> _DATA SUPPLIED_
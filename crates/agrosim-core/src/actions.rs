//! Operator-issued actions consumed at the start of a day.

use chrono::NaiveDate;
use serde::{Deserialize, Serialize};

use agrosim_types::{Irrigation, NutrientApplication};

/// An action issued from outside the simulation (policy, GUI, schedule).
#[derive(Debug, Clone, Copy, PartialEq, Serialize, Deserialize)]
#[serde(tag = "action", rename_all = "snake_case")]
pub enum ExternalAction {
    /// Apply water.
    Irrigate(Irrigation),
    /// Apply fertiliser.
    ApplyNutrients(NutrientApplication),
    /// Harvest the standing crop.
    Harvest,
    /// Plant the configured crop.
    Plant,
}

impl ExternalAction {
    /// Short name for logging.
    pub const fn name(&self) -> &'static str {
        match self {
            Self::Irrigate(_) => "irrigate",
            Self::ApplyNutrients(_) => "apply_nutrients",
            Self::Harvest => "harvest",
            Self::Plant => "plant",
        }
    }
}

/// An action fixed to a day in the run configuration.
#[derive(Debug, Clone, Copy, PartialEq, Serialize, Deserialize)]
pub struct ScheduledAction {
    /// Day the action is applied.
    pub day: NaiveDate,
    /// The action.
    #[serde(flatten)]
    pub action: ExternalAction,
}

/// Actions scheduled for `day`, in configuration order.
pub fn actions_on(schedule: &[ScheduledAction], day: NaiveDate) -> Vec<ExternalAction> {
    schedule
        .iter()
        .filter(|s| s.day == day)
        .map(|s| s.action)
        .collect()
}
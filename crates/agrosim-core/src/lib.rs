//! Agro-management and the simulation driver for agrosim.
//!
//! This crate turns the kernel, soil and crop crates into a runnable
//! simulation. Calendars decide when soils and crops start and finish,
//! the [`engine::Engine`] advances one day at a time through the
//! two-phase protocol, and the [`runner`] loops over days with operator
//! controls.
//!
//! # Modules
//!
//! - [`config`] -- YAML run configuration
//! - [`calendar`] -- Soil and crop calendars
//! - [`agromanager`] -- Agro-management variants over one campaign
//! - [`actions`] -- Operator-issued actions (irrigate, fertilise, plant, harvest)
//! - [`weather`] -- Validated daily weather series
//! - [`engine`] -- The day-stepping driver and its external contract
//! - [`operator`] -- Stop requests and run bounds shared with the caller
//! - [`runner`] -- The run loop

pub mod actions;
pub mod agromanager;
pub mod calendar;
pub mod config;
pub mod engine;
pub mod operator;
pub mod runner;
pub mod weather;

pub use actions::{ExternalAction, ScheduledAction};
pub use agromanager::{AgroManagementConfig, AgroManager, AgroManagerKind};
pub use calendar::CalendarError;
pub use config::{ConfigError, RunConfig};
pub use engine::{Engine, EngineError, EngineSetup, Observation, RunSummary};
pub use operator::{OperatorState, RunEndReason};
pub use runner::{DayCallback, NoOpCallback, RunInputs, RunResult, RunnerError, run_simulation};
pub use weather::{WeatherSeries, WeatherSeriesError};
//! Operator control state shared between the run loop and its caller.
//!
//! The run loop executes on a blocking thread; the caller (for example a
//! Ctrl-C handler in the binary) holds the same [`OperatorState`] behind an
//! [`std::sync::Arc`] and may request a stop at any time. The request is
//! honoured between days, never in the middle of one.

use std::sync::atomic::{AtomicBool, Ordering};

use chrono::{DateTime, Utc};
use serde::{Deserialize, Serialize};

use crate::config::SimulationBoundsConfig;

/// Reason why a run ended.
#[derive(Debug, Clone, Copy, PartialEq, Eq, Serialize, Deserialize)]
#[serde(rename_all = "snake_case")]
pub enum RunEndReason {
    /// The simulation received a `Terminate` signal.
    Terminated,
    /// The configured horizon day was simulated.
    HorizonReached,
    /// Reached the configured `max_days` limit.
    MaxDaysReached,
    /// No weather record for the next day.
    WeatherExhausted,
    /// An operator issued a stop command.
    OperatorStop,
}

impl RunEndReason {
    /// Short name for logging.
    pub const fn as_str(self) -> &'static str {
        match self {
            Self::Terminated => "terminated",
            Self::HorizonReached => "horizon_reached",
            Self::MaxDaysReached => "max_days_reached",
            Self::WeatherExhausted => "weather_exhausted",
            Self::OperatorStop => "operator_stop",
        }
    }
}

/// Shared operator control state.
#[derive(Debug)]
pub struct OperatorState {
    /// Whether a stop has been requested.
    stop_requested: AtomicBool,

    /// Wall-clock time when the run started.
    started_at: DateTime<Utc>,

    /// Maximum number of days (0 = unlimited).
    max_days: u64,
}

impl OperatorState {
    /// Create operator state from the simulation bounds.
    pub fn new(bounds: &SimulationBoundsConfig) -> Self {
        Self {
            stop_requested: AtomicBool::new(false),
            started_at: Utc::now(),
            max_days: bounds.max_days,
        }
    }

    /// Request a clean stop after the current day.
    pub fn request_stop(&self) {
        self.stop_requested.store(true, Ordering::Release);
    }

    /// Check whether a stop has been requested.
    pub fn is_stop_requested(&self) -> bool {
        self.stop_requested.load(Ordering::Acquire)
    }

    /// Check whether the day limit has been reached.
    ///
    /// Returns `true` if `max_days > 0` and `days_run >= max_days`.
    pub const fn day_limit_reached(&self, days_run: u64) -> bool {
        self.max_days > 0 && days_run >= self.max_days
    }

    /// Return the wall-clock start time.
    pub const fn started_at(&self) -> DateTime<Utc> {
        self.started_at
    }

    /// Return elapsed milliseconds since the run started.
    pub fn elapsed_ms(&self) -> u64 {
        let elapsed = Utc::now()
            .signed_duration_since(self.started_at)
            .num_milliseconds();
        u64::try_from(elapsed.max(0)).unwrap_or(u64::MAX)
    }

    /// Get the configured max days.
    pub const fn max_days(&self) -> u64 {
        self.max_days
    }
}
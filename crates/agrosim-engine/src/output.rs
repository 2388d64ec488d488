//! Day callback that writes observations as JSON lines.
//!
//! Each simulated day becomes one line; the run summary is written as a
//! final line wrapped in a `summary` key so readers can tell it apart.

use std::io::Write;

use serde::Serialize;
use tracing::warn;

use agrosim_core::runner::DayCallback;
use agrosim_core::{Observation, RunSummary};

use crate::error::AppError;

#[derive(Serialize)]
struct SummaryLine<'a> {
    summary: &'a RunSummary,
}

/// Writes one JSON object per simulated day.
pub struct JsonLinesOutput {
    out: Box<dyn Write + Send>,
    lines: u64,
    failed: bool,
}

impl JsonLinesOutput {
    /// Write to `out`.
    pub const fn new(out: Box<dyn Write + Send>) -> Self {
        Self {
            out,
            lines: 0,
            failed: false,
        }
    }

    /// Number of daily lines written.
    pub const fn lines(&self) -> u64 {
        self.lines
    }

    fn write_line<T: Serialize>(&mut self, value: &T) -> Result<(), AppError> {
        serde_json::to_writer(&mut self.out, value)?;
        self.out.write_all(b"\n")?;
        Ok(())
    }

    /// Append the run summary and flush.
    pub fn finish(mut self, summary: &RunSummary) -> Result<(), AppError> {
        self.write_line(&SummaryLine { summary })?;
        self.out.flush()?;
        Ok(())
    }
}

impl DayCallback for JsonLinesOutput {
    fn on_day(&mut self, observation: &Observation) {
        if self.failed {
            return;
        }
        match self.write_line(observation) {
            Ok(()) => self.lines = self.lines.saturating_add(1),
            Err(e) => {
                warn!(day = %observation.day, error = %e, "Daily output failed, further days are not written");
                self.failed = true;
            }
        }
    }
}

#[cfg(test)]
#[allow(clippy::unwrap_used)]
mod tests {
    use std::collections::BTreeMap;
    use std::sync::{Arc, Mutex};

    use chrono::NaiveDate;

    use agrosim_core::RunEndReason;
    use agrosim_types::RunId;

    use super::*;

    #[derive(Clone, Default)]
    struct Shared(Arc<Mutex<Vec<u8>>>);

    impl Write for Shared {
        fn write(&mut self, buf: &[u8]) -> std::io::Result<usize> {
            self.0.lock().unwrap().extend_from_slice(buf);
            Ok(buf.len())
        }

        fn flush(&mut self) -> std::io::Result<()> {
            Ok(())
        }
    }

    fn day(d: u32) -> NaiveDate {
        NaiveDate::from_ymd_opt(2021, 3, d).unwrap()
    }

    #[test]
    fn one_line_per_day_then_summary() {
        let sink = Shared::default();
        let mut output = JsonLinesOutput::new(Box::new(sink.clone()));
        for d in 1..=3 {
            output.on_day(&Observation {
                day: day(d),
                values: BTreeMap::new(),
                stage: None,
                terminated: d == 3,
            });
        }
        assert_eq!(output.lines(), 3);

        let summary = RunSummary {
            run_id: RunId::new(),
            start: day(1),
            end: day(3),
            days_run: 3,
            end_reason: RunEndReason::Terminated,
            crops: Vec::new(),
            water_balance_checksum: Some(0.0),
        };
        output.finish(&summary).unwrap();

        let text = String::from_utf8(sink.0.lock().unwrap().clone()).unwrap();
        let lines: Vec<serde_json::Value> = text.lines().map(|l| serde_json::from_str(l).unwrap()).collect();
        assert_eq!(lines.len(), 4);
        assert_eq!(lines.first().unwrap()["day"], "2021-03-01");
        assert_eq!(lines.get(2).unwrap()["terminated"], true);
        assert_eq!(lines.last().unwrap()["summary"]["end_reason"], "terminated");
        assert_eq!(lines.last().unwrap()["summary"]["days_run"], 3);
    }
}
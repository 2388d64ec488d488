//! Hydraulic description of a single soil layer.
//!
//! A layer is defined by its thickness and two curves over pF (log10 of
//! suction in cm): volumetric moisture content `SMfromPF` and log10
//! conductivity `CONDfromPF`. From these the layer derives its
//! characteristic moisture contents, the inverse curve `PFfromSM`, and the
//! matric flux potential `MFPfromPF`.

use core::f64::consts::LN_10;

use agrosim_types::Afgen;

use crate::error::SoilError;
use crate::profile::RootingStatus;

/// pF at saturation.
pub const PF_SATURATION: f64 = -1.0;

/// Default pF at field capacity.
pub const PF_FIELD_CAPACITY: f64 = 2.0;

/// Default pF at wilting point.
pub const PF_WILTING_POINT: f64 = 4.2;

// Three-point Gauss-Legendre on [0, 1].
const GAUSS_POINTS: [f64; 3] = [0.112_701_665_4, 0.5, 0.887_298_334_6];
const GAUSS_WEIGHTS: [f64; 3] = [0.277_777_777_8, 0.444_444_444_4, 0.277_777_777_8];

/// One soil layer.
#[derive(Debug, Clone, PartialEq)]
pub struct SoilLayer {
    /// Layer thickness (cm).
    pub thickness: f64,
    sm_from_pf: Afgen,
    pf_from_sm: Afgen,
    cond_from_pf: Afgen,
    mfp_from_pf: Afgen,
    /// Moisture content at saturation.
    pub sm0: f64,
    /// Moisture content at field capacity.
    pub smfcf: f64,
    /// Moisture content at wilting point.
    pub smw: f64,
    /// Conductivity at field capacity (cm/day).
    pub cond_fc: f64,
    /// Conductivity at saturation (cm/day).
    pub cond_k0: f64,
    /// Water amount at saturation (cm).
    pub wc0: f64,
    /// Water amount at field capacity (cm).
    pub wcfc: f64,
    /// Water amount at wilting point (cm).
    pub wcw: f64,
    /// Rooting status, recomputed when rooting depth changes.
    pub rooting_status: RootingStatus,
    /// Fraction of the layer inside the current root zone.
    pub wtop: f64,
    /// Fraction between the root zone and the maximum rooting depth.
    pub wpot: f64,
    /// Fraction below the maximum rooting depth.
    pub wund: f64,
}

impl SoilLayer {
    /// Build a layer from its curves.
    pub fn new(
        thickness: f64,
        sm_from_pf: Afgen,
        cond_from_pf: Afgen,
        pf_field_capacity: f64,
        pf_wilting_point: f64,
    ) -> Result<Self, SoilError> {
        if thickness <= 0.0 {
            return Err(SoilError::InvalidProfile {
                reason: format!("layer thickness must be positive, got {thickness}"),
            });
        }

        let pf_from_sm = sm_from_pf.inverted()?;
        let sm0 = sm_from_pf.eval(PF_SATURATION);
        let smfcf = sm_from_pf.eval(pf_field_capacity);
        let smw = sm_from_pf.eval(pf_wilting_point);
        if !(sm0 > smfcf && smfcf > smw && smw >= 0.0) {
            return Err(SoilError::InvalidProfile {
                reason: format!(
                    "moisture contents must satisfy SM0 > SMFCF > SMW >= 0, got {sm0}, {smfcf}, {smw}"
                ),
            });
        }

        let mfp_from_pf = build_mfp(&sm_from_pf, &cond_from_pf)?;

        Ok(Self {
            thickness,
            cond_fc: 10f64.powf(cond_from_pf.eval(pf_field_capacity)),
            cond_k0: 10f64.powf(cond_from_pf.eval(PF_SATURATION)),
            sm_from_pf,
            pf_from_sm,
            cond_from_pf,
            mfp_from_pf,
            sm0,
            smfcf,
            smw,
            wc0: sm0 * thickness,
            wcfc: smfcf * thickness,
            wcw: smw * thickness,
            rooting_status: RootingStatus::Unrooted,
            wtop: 0.0,
            wpot: 0.0,
            wund: 1.0,
        })
    }

    /// Moisture content at `pf`.
    pub fn sm_from_pf(&self, pf: f64) -> f64 {
        self.sm_from_pf.eval(pf)
    }

    /// pF at moisture content `sm`.
    pub fn pf_from_sm(&self, sm: f64) -> f64 {
        self.pf_from_sm.eval(sm)
    }

    /// Hydraulic conductivity at `pf` (cm/day).
    pub fn conductivity(&self, pf: f64) -> f64 {
        10f64.powf(self.cond_from_pf.eval(pf))
    }

    /// Matric flux potential at `pf` (cm2/day).
    pub fn mfp_from_pf(&self, pf: f64) -> f64 {
        self.mfp_from_pf.eval(pf)
    }

    /// Whether both layers share the same hydraulic curves.
    pub fn same_hydraulics(&self, other: &Self) -> bool {
        self.sm_from_pf == other.sm_from_pf && self.cond_from_pf == other.cond_from_pf
    }
}

/// Integrate conductivity over suction from each pF node to the driest node.
fn build_mfp(sm_from_pf: &Afgen, cond_from_pf: &Afgen) -> Result<Afgen, SoilError> {
    let nodes = sm_from_pf.xs();
    let mut mfp = vec![0.0; nodes.len()];

    let mut acc = 0.0;
    for (i, pair) in nodes.windows(2).enumerate().rev() {
        let [lo, hi] = pair else { continue };
        let width = hi - lo;
        let delta: f64 = GAUSS_POINTS
            .iter()
            .zip(GAUSS_WEIGHTS.iter())
            .map(|(point, weight)| {
                let pf = point.mul_add(width, *lo);
                let suction = 10f64.powf(pf);
                weight * 10f64.powf(cond_from_pf.eval(pf)) * suction * LN_10
            })
            .sum();
        acc += delta * width;
        if let Some(slot) = mfp.get_mut(i) {
            *slot = acc;
        }
    }

    let flat: Vec<f64> = nodes
        .iter()
        .zip(mfp.iter())
        .flat_map(|(x, y)| [*x, *y])
        .collect();
    Ok(Afgen::new(&flat)?)
}
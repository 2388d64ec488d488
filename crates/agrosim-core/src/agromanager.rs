//! Agro-management: one soil campaign with at most one crop in it.
//!
//! The variant decides how the crop cycle is driven. Plain variants run
//! the crop calendar as written; `plant` variants wait for an external
//! plant action, `harvest` variants for an external harvest (or the
//! maximum duration). Perennial variants create a perennial crop.

use chrono::NaiveDate;
use serde::{Deserialize, Serialize};

use agrosim_crop::CropVariant;
use agrosim_kernel::Outbox;
use agrosim_types::Signal;

use crate::calendar::{
    CalendarError, CropCalendar, CropCalendarConfig, CropCalendarKind, SoilCalendar,
    SoilCalendarConfig,
};

/// Agro-management variant.
#[derive(Debug, Clone, Copy, PartialEq, Eq, Default, Serialize, Deserialize)]
#[serde(rename_all = "snake_case")]
pub enum AgroManagerKind {
    /// Annual crop on calendar dates.
    #[default]
    Annual,
    /// Annual crop planted by an external action.
    Plant,
    /// Annual crop harvested by an external action.
    Harvest,
    /// Perennial crop on calendar dates.
    Perennial,
    /// Perennial crop planted by an external action.
    PlantPerennial,
    /// Perennial crop harvested by an external action.
    HarvestPerennial,
}

impl AgroManagerKind {
    /// Crop calendar variant driven by this agro-manager.
    pub const fn calendar_kind(self) -> CropCalendarKind {
        match self {
            Self::Annual => CropCalendarKind::Annual,
            Self::Plant | Self::PlantPerennial => CropCalendarKind::Plant,
            Self::Harvest | Self::HarvestPerennial => CropCalendarKind::Harvest,
            Self::Perennial => CropCalendarKind::Perennial,
        }
    }

    /// Crop variant created on crop start.
    pub const fn crop_variant(self) -> CropVariant {
        match self {
            Self::Annual | Self::Plant | Self::Harvest => CropVariant::Annual,
            Self::Perennial | Self::PlantPerennial | Self::HarvestPerennial => CropVariant::Perennial,
        }
    }
}

/// Agro-management block of the run configuration.
#[derive(Debug, Clone, PartialEq, Eq, Serialize, Deserialize)]
pub struct AgroManagementConfig {
    /// Variant.
    #[serde(default)]
    pub variant: AgroManagerKind,
    /// Soil campaign.
    pub soil_calendar: SoilCalendarConfig,
    /// Crop grown in the campaign, if any.
    #[serde(default)]
    pub crop_calendar: Option<CropCalendarConfig>,
}

/// Sends the calendar-driven lifecycle signals of one campaign.
#[derive(Debug, Clone)]
pub struct AgroManager {
    kind: AgroManagerKind,
    soil: SoilCalendar,
    crop: Option<CropCalendar>,
}

impl AgroManager {
    /// Build and validate the calendars.
    pub fn new(config: &AgroManagementConfig) -> Result<Self, CalendarError> {
        let soil = SoilCalendar::new(config.soil_calendar.clone())?;
        let crop = config
            .crop_calendar
            .clone()
            .map(|crop| {
                CropCalendar::new(
                    config.variant.calendar_kind(),
                    crop,
                    soil.start_date(),
                    soil.end_date(),
                )
            })
            .transpose()?;
        Ok(Self {
            kind: config.variant,
            soil,
            crop,
        })
    }

    /// Variant.
    pub const fn kind(&self) -> AgroManagerKind {
        self.kind
    }

    /// First day of the campaign.
    pub const fn start_date(&self) -> NaiveDate {
        self.soil.start_date()
    }

    /// Last day of the campaign.
    pub const fn end_date(&self) -> NaiveDate {
        self.soil.end_date()
    }

    /// The soil calendar.
    pub const fn soil_calendar(&self) -> &SoilCalendar {
        &self.soil
    }

    /// The crop calendar, if a crop is configured.
    pub const fn crop_calendar(&self) -> Option<&CropCalendar> {
        self.crop.as_ref()
    }

    /// Whether a crop cycle is running.
    pub fn crop_in_cycle(&self) -> bool {
        self.crop.as_ref().is_some_and(CropCalendar::in_cycle)
    }

    /// Crop start signal for an external plant action.
    pub fn plant_signal(&self) -> Option<Signal> {
        self.crop
            .as_ref()
            .map(|crop| Signal::CropStart(crop.config().crop_start()))
    }

    /// Send the signals due on `day`: soil first, then crop.
    pub fn run(&mut self, day: NaiveDate, outbox: &mut Outbox) {
        self.soil.run(day, outbox);
        if let Some(crop) = &mut self.crop {
            crop.run(day, outbox);
        }
    }

    /// The soil campaign started.
    pub const fn on_soil_start(&mut self) {
        self.soil.on_soil_start();
    }

    /// The soil campaign ended; the simulation stops.
    pub fn on_soil_finish(&mut self, day: NaiveDate, outbox: &mut Outbox) {
        self.soil.on_soil_finish();
        tracing::info!(%day, duration = self.soil.duration(), "Soil campaign finished, terminating");
        outbox.send(Signal::Terminate);
    }

    /// A crop cycle started.
    pub const fn on_crop_start(&mut self) {
        if let Some(crop) = &mut self.crop {
            crop.on_crop_start();
        }
    }

    /// The crop cycle ended.
    pub const fn on_crop_finish(&mut self) {
        if let Some(crop) = &mut self.crop {
            crop.on_crop_finish();
        }
    }

    /// Back to the state before the first day.
    pub const fn reset(&mut self) {
        self.soil.reset();
        if let Some(crop) = &mut self.crop {
            crop.reset();
        }
    }
}

#[cfg(test)]
#[allow(clippy::unwrap_used)]
mod tests {
    use agrosim_types::{CropEndType, CropStartType};

    use super::*;

    const CONFIG: &str = r"
variant: harvest_perennial
soil_calendar:
  soil_name: loam
  soil_variation: default
  soil_start_date: 2021-03-01
  soil_end_date: 2021-10-01
crop_calendar:
  crop_name: grass
  crop_variety: perennial
  crop_start_date: 2021-03-05
  crop_start_type: emergence
  crop_end_type: harvest
  max_duration: 150
";

    fn date(m: u32, d: u32) -> NaiveDate {
        NaiveDate::from_ymd_opt(2021, m, d).unwrap()
    }

    #[test]
    fn config_parses_from_yaml() {
        let config: AgroManagementConfig = serde_yml::from_str(CONFIG).unwrap();
        assert_eq!(config.variant, AgroManagerKind::HarvestPerennial);
        let crop = config.crop_calendar.as_ref().unwrap();
        assert_eq!(crop.crop_start_type, CropStartType::Emergence);
        assert_eq!(crop.crop_end_type, CropEndType::Harvest);
        assert_eq!(crop.crop_end_date, None);

        let manager = AgroManager::new(&config).unwrap();
        assert_eq!(manager.kind().crop_variant(), CropVariant::Perennial);
        assert_eq!(manager.crop_calendar().unwrap().kind(), CropCalendarKind::Harvest);
        assert_eq!(manager.start_date(), date(3, 1));
        assert_eq!(manager.end_date(), date(10, 1));
    }

    #[test]
    fn soil_starts_before_crop_on_the_same_day() {
        let mut config: AgroManagementConfig = serde_yml::from_str(CONFIG).unwrap();
        if let Some(crop) = &mut config.crop_calendar {
            crop.crop_start_date = date(3, 1);
        }
        let mut manager = AgroManager::new(&config).unwrap();
        let mut outbox = Outbox::new();
        manager.run(date(3, 1), &mut outbox);
        let signals = outbox.take();
        assert!(matches!(signals.as_slice(), [Signal::SoilStart(_), Signal::CropStart(_)]));
    }

    #[test]
    fn soil_finish_requests_termination() {
        let config: AgroManagementConfig = serde_yml::from_str(CONFIG).unwrap();
        let mut manager = AgroManager::new(&config).unwrap();
        manager.on_soil_start();
        let mut outbox = Outbox::new();
        manager.on_soil_finish(date(10, 1), &mut outbox);
        assert_eq!(outbox.take(), vec![Signal::Terminate]);
        assert!(!manager.soil_calendar().in_cycle());
    }

    #[test]
    fn plant_signal_carries_the_calendar_crop() {
        let config: AgroManagementConfig = serde_yml::from_str(CONFIG).unwrap();
        let manager = AgroManager::new(&config).unwrap();
        assert!(matches!(
            manager.plant_signal(),
            Some(Signal::CropStart(start)) if start.crop_name == "grass" && start.variety == "perennial"
        ));
    }

    #[test]
    fn campaign_without_crop_is_valid() {
        let mut config: AgroManagementConfig = serde_yml::from_str(CONFIG).unwrap();
        config.crop_calendar = None;
        let mut manager = AgroManager::new(&config).unwrap();
        assert!(manager.plant_signal().is_none());
        assert!(!manager.crop_in_cycle());
        let mut outbox = Outbox::new();
        manager.run(date(3, 5), &mut outbox);
        assert!(outbox.is_empty());
    }
}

> _ASSIGNMENT_
Take every line of the material that contains the word "suction", and copy it.

> _SOLUTION BELOW_
//! suction in cm): volumetric moisture content `SMfromPF` and log10
/// Integrate conductivity over suction from each pF node to the driest node.
                let suction = 10f64.powf(pf);
                weight * 10f64.powf(cond_from_pf.eval(pf)) * suction * LN_10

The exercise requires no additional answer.